> WHAT IS BEING ASKED:
Count each line below that has the word "iter" in it, and give only the total.

═════ EXERCISE DATA ═════

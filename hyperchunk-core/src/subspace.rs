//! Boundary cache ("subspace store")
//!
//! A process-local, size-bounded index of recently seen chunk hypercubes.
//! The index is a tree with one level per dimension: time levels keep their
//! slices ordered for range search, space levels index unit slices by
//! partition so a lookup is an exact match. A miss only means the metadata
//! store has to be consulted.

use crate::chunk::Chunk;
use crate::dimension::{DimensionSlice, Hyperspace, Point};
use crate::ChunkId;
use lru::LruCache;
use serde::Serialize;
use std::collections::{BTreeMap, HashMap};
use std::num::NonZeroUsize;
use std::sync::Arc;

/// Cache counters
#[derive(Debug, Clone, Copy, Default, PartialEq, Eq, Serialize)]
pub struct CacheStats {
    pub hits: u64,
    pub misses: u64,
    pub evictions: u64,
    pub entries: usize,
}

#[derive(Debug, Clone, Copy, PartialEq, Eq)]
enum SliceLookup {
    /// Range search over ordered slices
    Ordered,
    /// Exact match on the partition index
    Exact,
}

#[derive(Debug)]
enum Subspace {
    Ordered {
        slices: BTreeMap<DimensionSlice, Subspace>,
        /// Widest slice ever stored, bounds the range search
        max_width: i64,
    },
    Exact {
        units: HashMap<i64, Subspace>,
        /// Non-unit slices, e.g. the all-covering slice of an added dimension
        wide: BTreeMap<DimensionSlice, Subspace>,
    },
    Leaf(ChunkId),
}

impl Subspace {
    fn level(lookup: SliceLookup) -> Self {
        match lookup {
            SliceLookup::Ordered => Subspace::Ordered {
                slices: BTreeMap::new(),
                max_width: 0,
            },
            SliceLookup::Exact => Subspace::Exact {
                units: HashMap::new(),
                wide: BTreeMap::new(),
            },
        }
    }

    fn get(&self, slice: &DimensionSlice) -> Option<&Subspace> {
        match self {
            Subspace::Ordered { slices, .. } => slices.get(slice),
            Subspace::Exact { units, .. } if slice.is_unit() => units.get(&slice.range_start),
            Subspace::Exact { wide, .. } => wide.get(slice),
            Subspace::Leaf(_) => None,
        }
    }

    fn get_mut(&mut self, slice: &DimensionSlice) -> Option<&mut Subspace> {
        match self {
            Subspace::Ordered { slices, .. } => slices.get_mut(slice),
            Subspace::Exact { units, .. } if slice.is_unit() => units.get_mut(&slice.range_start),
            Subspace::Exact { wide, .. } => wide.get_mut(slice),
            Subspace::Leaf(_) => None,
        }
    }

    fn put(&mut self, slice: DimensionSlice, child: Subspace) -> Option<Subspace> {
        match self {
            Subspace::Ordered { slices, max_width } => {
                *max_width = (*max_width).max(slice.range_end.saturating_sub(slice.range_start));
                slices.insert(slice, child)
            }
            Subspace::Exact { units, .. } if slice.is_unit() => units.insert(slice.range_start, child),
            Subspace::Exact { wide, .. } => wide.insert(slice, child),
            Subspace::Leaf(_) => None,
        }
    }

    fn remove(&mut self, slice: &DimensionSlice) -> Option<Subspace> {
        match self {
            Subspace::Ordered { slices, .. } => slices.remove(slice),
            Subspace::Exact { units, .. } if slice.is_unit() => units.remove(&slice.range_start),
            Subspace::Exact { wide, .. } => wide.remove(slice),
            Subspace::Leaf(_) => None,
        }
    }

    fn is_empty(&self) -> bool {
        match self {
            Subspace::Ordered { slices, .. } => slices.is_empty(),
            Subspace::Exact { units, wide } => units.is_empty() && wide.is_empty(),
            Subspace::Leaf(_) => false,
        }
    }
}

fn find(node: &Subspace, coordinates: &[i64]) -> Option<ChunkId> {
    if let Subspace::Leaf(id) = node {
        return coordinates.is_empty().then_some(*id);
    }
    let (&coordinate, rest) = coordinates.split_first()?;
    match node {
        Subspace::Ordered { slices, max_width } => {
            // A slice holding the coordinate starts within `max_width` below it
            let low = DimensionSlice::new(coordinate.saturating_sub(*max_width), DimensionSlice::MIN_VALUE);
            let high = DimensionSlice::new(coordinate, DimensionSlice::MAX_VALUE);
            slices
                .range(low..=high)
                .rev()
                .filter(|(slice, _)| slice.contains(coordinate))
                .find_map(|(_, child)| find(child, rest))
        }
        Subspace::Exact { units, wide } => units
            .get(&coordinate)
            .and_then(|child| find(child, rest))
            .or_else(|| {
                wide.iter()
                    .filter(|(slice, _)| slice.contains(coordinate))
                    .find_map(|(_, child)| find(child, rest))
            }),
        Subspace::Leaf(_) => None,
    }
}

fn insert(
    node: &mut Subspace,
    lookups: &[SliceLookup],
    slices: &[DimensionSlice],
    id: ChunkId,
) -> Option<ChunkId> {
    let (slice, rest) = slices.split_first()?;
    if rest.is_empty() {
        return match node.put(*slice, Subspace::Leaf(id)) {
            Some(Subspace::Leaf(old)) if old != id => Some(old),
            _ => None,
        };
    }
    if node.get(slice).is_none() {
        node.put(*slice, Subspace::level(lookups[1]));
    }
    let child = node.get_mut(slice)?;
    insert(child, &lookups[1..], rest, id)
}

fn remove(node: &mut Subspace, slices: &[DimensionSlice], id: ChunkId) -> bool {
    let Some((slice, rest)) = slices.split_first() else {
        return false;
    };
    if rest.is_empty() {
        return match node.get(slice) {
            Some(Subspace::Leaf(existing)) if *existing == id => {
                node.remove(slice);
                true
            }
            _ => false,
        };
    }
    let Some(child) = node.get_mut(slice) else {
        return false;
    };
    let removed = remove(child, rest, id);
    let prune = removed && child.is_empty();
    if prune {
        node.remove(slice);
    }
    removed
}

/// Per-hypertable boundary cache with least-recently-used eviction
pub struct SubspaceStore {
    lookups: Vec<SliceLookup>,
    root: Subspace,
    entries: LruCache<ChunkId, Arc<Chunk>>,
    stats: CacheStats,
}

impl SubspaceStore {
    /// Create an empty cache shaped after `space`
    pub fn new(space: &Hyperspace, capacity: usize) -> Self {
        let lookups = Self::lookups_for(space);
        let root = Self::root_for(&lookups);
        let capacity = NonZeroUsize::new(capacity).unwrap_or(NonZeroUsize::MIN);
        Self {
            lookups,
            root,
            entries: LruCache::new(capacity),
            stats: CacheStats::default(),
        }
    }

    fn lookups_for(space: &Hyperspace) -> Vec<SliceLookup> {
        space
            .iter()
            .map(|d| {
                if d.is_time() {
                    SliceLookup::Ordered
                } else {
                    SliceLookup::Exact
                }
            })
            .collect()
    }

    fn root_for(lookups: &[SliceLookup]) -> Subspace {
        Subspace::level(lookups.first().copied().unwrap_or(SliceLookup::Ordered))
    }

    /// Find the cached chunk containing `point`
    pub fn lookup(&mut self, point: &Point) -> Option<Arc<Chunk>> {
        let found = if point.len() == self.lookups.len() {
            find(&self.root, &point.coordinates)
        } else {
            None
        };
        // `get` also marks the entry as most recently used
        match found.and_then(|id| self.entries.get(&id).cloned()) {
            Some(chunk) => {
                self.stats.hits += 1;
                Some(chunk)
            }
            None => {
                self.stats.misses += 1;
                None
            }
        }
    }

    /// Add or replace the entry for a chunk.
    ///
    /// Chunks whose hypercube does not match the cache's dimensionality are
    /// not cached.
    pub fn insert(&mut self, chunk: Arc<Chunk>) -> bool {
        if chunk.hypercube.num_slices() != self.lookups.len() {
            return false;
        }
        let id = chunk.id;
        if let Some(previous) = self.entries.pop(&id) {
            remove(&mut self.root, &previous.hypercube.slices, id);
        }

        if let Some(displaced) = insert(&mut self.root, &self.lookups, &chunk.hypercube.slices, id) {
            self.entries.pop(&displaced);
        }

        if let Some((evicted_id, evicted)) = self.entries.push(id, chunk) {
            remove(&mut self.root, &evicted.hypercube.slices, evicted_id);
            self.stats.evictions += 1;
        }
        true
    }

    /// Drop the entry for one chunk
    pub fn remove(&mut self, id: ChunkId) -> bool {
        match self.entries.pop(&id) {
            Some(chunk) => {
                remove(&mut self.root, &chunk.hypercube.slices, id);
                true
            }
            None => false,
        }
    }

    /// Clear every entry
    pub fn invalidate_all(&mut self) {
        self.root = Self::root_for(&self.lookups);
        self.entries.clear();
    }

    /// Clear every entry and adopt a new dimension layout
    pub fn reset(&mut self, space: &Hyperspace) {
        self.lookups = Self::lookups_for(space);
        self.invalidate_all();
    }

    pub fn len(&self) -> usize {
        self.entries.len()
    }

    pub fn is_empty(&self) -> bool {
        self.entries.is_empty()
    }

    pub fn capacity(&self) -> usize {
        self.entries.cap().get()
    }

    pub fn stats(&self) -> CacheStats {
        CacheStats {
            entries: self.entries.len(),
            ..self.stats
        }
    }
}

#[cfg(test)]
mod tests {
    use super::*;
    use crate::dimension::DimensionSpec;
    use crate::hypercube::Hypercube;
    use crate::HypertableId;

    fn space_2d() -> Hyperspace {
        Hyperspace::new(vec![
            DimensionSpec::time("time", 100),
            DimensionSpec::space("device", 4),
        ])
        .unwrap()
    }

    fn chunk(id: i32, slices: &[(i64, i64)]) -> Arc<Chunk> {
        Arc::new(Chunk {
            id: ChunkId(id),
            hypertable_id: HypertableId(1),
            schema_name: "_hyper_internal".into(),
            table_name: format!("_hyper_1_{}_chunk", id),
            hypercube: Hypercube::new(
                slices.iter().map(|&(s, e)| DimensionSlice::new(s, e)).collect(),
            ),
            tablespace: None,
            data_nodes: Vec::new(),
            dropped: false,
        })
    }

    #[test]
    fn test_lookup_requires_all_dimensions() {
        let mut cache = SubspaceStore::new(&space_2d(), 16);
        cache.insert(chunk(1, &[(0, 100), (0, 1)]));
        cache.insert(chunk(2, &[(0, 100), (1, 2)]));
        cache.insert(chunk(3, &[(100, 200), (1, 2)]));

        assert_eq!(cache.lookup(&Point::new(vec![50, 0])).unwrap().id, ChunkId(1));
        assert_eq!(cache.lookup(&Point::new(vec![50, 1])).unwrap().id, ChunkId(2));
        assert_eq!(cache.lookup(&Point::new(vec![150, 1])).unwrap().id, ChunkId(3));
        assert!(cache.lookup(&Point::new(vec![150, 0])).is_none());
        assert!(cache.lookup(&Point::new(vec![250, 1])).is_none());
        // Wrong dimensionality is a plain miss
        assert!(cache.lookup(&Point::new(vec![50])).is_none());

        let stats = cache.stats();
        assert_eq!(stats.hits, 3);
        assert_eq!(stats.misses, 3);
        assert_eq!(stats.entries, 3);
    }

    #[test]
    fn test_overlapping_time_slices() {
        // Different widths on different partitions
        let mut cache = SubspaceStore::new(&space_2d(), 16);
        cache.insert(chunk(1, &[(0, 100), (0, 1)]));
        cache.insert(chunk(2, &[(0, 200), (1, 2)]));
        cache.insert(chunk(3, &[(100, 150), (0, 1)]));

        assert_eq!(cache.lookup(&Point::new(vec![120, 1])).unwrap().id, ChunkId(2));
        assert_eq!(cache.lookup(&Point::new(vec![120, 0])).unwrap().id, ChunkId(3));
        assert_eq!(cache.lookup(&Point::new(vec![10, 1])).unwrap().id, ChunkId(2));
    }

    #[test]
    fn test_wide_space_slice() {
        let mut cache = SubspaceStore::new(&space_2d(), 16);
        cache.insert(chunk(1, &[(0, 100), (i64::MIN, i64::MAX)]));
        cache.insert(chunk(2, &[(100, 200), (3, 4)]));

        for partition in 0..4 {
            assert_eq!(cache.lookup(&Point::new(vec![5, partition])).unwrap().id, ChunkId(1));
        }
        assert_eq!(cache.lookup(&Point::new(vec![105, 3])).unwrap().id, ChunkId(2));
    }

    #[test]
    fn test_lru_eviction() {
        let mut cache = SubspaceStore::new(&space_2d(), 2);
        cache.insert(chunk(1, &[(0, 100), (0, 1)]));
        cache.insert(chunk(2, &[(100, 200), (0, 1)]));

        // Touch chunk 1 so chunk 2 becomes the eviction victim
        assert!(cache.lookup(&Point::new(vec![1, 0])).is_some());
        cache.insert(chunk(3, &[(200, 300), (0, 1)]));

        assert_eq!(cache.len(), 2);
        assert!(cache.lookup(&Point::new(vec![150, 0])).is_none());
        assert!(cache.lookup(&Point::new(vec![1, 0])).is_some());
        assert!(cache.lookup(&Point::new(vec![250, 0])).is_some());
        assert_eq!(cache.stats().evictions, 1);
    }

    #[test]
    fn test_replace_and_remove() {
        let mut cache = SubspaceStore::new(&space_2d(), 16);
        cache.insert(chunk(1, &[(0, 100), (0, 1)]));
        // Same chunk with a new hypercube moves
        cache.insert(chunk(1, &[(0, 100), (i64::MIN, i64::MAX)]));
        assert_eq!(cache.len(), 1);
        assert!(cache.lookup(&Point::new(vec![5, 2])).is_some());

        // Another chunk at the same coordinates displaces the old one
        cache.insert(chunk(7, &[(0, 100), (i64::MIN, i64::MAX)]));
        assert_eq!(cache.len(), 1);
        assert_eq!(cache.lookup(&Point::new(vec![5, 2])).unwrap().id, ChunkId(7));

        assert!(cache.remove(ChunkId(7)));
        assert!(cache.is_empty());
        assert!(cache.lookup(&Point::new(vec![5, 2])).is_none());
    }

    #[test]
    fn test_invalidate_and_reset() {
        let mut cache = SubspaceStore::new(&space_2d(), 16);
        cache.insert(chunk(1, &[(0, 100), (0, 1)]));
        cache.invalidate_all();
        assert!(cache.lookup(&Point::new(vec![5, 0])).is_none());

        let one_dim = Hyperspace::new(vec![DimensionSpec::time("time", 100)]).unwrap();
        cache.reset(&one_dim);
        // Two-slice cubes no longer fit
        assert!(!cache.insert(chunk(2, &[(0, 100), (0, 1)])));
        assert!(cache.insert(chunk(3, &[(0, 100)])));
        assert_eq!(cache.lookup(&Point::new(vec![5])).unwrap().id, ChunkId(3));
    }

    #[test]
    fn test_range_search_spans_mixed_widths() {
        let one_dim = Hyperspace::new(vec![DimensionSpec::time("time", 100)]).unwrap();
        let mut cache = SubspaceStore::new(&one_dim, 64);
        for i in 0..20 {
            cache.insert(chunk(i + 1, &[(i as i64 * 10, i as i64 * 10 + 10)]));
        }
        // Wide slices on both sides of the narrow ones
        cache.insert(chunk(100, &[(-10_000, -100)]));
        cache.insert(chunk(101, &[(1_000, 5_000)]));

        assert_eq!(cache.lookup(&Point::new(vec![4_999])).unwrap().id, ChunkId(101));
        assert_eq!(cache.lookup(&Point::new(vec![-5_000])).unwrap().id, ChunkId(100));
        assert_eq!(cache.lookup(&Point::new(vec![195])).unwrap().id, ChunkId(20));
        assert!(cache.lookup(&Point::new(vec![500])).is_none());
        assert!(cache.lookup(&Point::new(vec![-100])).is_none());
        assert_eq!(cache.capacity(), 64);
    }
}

═════

> RESPONSE TO THE TASK:
3